_What is expected:_ The whole of the data is to be reproduced exactly.

_Records to process:_
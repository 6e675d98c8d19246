//! # Host-Call Tests
//!
//! `serve` reads the selector and argument registers and writes one console line
//! for the supported selectors; other selectors do nothing.

use std::io;

use chef_isa::common::{Fault, FaultKind, StepError};
use chef_isa::config::Config;
use chef_isa::exec::Control;
use chef_isa::host::{BranchLog, FaultLog, FlatMemory, Host, RegisterFile, Registers};
use chef_isa::isa::abi::{REG_A0, REG_T0, REG_T1, REG_V0};
use pretty_assertions::assert_eq;
use rstest::rstest;

use crate::common::harness::TestContext;
use crate::common::mocks::MockTerminal;

#[rstest]
#[case::count(1, 3, "Serving 3 dishes")]
#[case::count_negative(1, -2, "Serving -2 dishes")]
#[case::dish(4, 17, "Serving dish: 17")]
fn supported_selectors_write_one_line(#[case] selector: i32, #[case] arg: i32, #[case] line: &str) {
    let mut ctx = TestContext::new();
    ctx.set_reg(REG_V0, selector);
    ctx.set_reg(REG_A0, arg);

    assert_eq!(ctx.run("serve", &[]).unwrap(), Control::Next);
    assert_eq!(ctx.console.output(), &[line.to_owned()]);
}

#[rstest]
#[case(0)]
#[case(2)]
#[case(10)]
#[case(-1)]
fn other_selectors_are_ignored(#[case] selector: i32) {
    let mut ctx = TestContext::new();
    ctx.set_reg(REG_V0, selector);
    ctx.set_reg(REG_A0, 5);

    assert_eq!(ctx.run("serve", &[]).unwrap(), Control::Next);
    assert!(ctx.console.output().is_empty());
    assert_eq!(ctx.get_reg(REG_V0), selector);
}

#[test]
fn selector_and_argument_registers_are_configurable() {
    let config = Config::from_json(
        r#"{ "host_call": { "selector_register": 8, "argument_register": 9 } }"#,
    )
    .unwrap();
    let mut ctx = TestContext::with_config(&config);
    ctx.set_reg(REG_T0, 4);
    ctx.set_reg(REG_T1, 99);
    ctx.set_reg(REG_V0, 1);

    let _ = ctx.run("serve", &[]).unwrap();
    assert_eq!(ctx.console.output(), &["Serving dish: 99".to_owned()]);
}

#[test]
fn console_failure_becomes_console_fault() {
    let mut core = chef_isa::Core::new(&Config::default()).unwrap();
    let word = core.registry().find("serve").unwrap().encode(&[]).unwrap();

    let mut regs = Registers::new();
    regs.set(REG_V0, 1);
    let mut mem = FlatMemory::new(0, 0);
    let mut branch = BranchLog::new();
    let mut faults = FaultLog::new();
    let mut console = MockTerminal::new();
    let _ = console
        .expect_write_line()
        .times(1)
        .returning(|_| Err(io::Error::new(io::ErrorKind::BrokenPipe, "closed")));

    let mut host = Host {
        regs: &mut regs,
        mem: &mut mem,
        branch: &mut branch,
        console: &mut console,
        reporter: &mut faults,
    };
    let err = core.step(word, &mut host).unwrap_err();

    assert!(matches!(err, StepError::Fault(Fault::Console(_))));
    assert_eq!(faults.faults()[0].kind, FaultKind::Console);
    assert_eq!(faults.faults()[0].kind.cause_code(), None);
}
//! Instruction set unit tests.


/// Decode properties over random operand values.
pub mod decode_properties;



/// Template parsing, matching and encoding.
pub mod template;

_Exercise solution:_
repository 6e675d98c8d19246
//! # Host-Call Tests
//!
//! `serve` reads the selector and argument registers and writes one console line
//! for the supported selectors; other selectors do nothing.

use std::io;

use chef_isa::common::{Fault, FaultKind, StepError};
use chef_isa::config::Config;
use chef_isa::exec::Control;
use chef_isa::host::{BranchLog, FaultLog, FlatMemory, Host, RegisterFile, Registers};
use chef_isa::isa::abi::{REG_A0, REG_T0, REG_T1, REG_V0};
use pretty_assertions::assert_eq;
use rstest::rstest;

use crate::common::harness::TestContext;
use crate::common::mocks::MockTerminal;

#[rstest]
#[case::count(1, 3, "Serving 3 dishes")]
#[case::count_negative(1, -2, "Serving -2 dishes")]
#[case::dish(4, 17, "Serving dish: 17")]
fn supported_selectors_write_one_line(#[case] selector: i32, #[case] arg: i32, #[case] line: &str) {
    let mut ctx = TestContext::new();
    ctx.set_reg(REG_V0, selector);
    ctx.set_reg(REG_A0, arg);

    assert_eq!(ctx.run("serve", &[]).unwrap(), Control::Next);
    assert_eq!(ctx.console.output(), &[line.to_owned()]);
}

#[rstest]
#[case(0)]
#[case(2)]
#[case(10)]
#[case(-1)]
fn other_selectors_are_ignored(#[case] selector: i32) {
    let mut ctx = TestContext::new();
    ctx.set_reg(REG_V0, selector);
    ctx.set_reg(REG_A0, 5);

    assert_eq!(ctx.run("serve", &[]).unwrap(), Control::Next);
    assert!(ctx.console.output().is_empty());
    assert_eq!(ctx.get_reg(REG_V0), selector);
}

#[test]
fn selector_and_argument_registers_are_configurable() {
    let config = Config::from_json(
        r#"{ "host_call": { "selector_register": 8, "argument_register": 9 } }"#,
    )
    .unwrap();
    let mut ctx = TestContext::with_config(&config);
    ctx.set_reg(REG_T0, 4);
    ctx.set_reg(REG_T1, 99);
    ctx.set_reg(REG_V0, 1);

    let _ = ctx.run("serve", &[]).unwrap();
    assert_eq!(ctx.console.output(), &["Serving dish: 99".to_owned()]);
}

#[test]
fn console_failure_becomes_console_fault() {
    let mut core = chef_isa::Core::new(&Config::default()).unwrap();
    let word = core.registry().find("serve").unwrap().encode(&[]).unwrap();

    let mut regs = Registers::new();
    regs.set(REG_V0, 1);
    let mut mem = FlatMemory::new(0, 0);
    let mut branch = BranchLog::new();
    let mut faults = FaultLog::new();
    let mut console = MockTerminal::new();
    let _ = console
        .expect_write_line()
        .times(1)
        .returning(|_| Err(io::Error::new(io::ErrorKind::BrokenPipe, "closed")));

    let mut host = Host {
        regs: &mut regs,
        mem: &mut mem,
        branch: &mut branch,
        console: &mut console,
        reporter: &mut faults,
    };
    let err = core.step(word, &mut host).unwrap_err();

    assert!(matches!(err, StepError::Fault(Fault::Console(_))));
    assert_eq!(faults.faults()[0].kind, FaultKind::Console);
    assert_eq!(faults.faults()[0].kind.cause_code(), None);
}
//! Instruction set unit tests.


/// Decode properties over random operand values.
pub mod decode_properties;



/// Template parsing, matching and encoding.
pub mod template;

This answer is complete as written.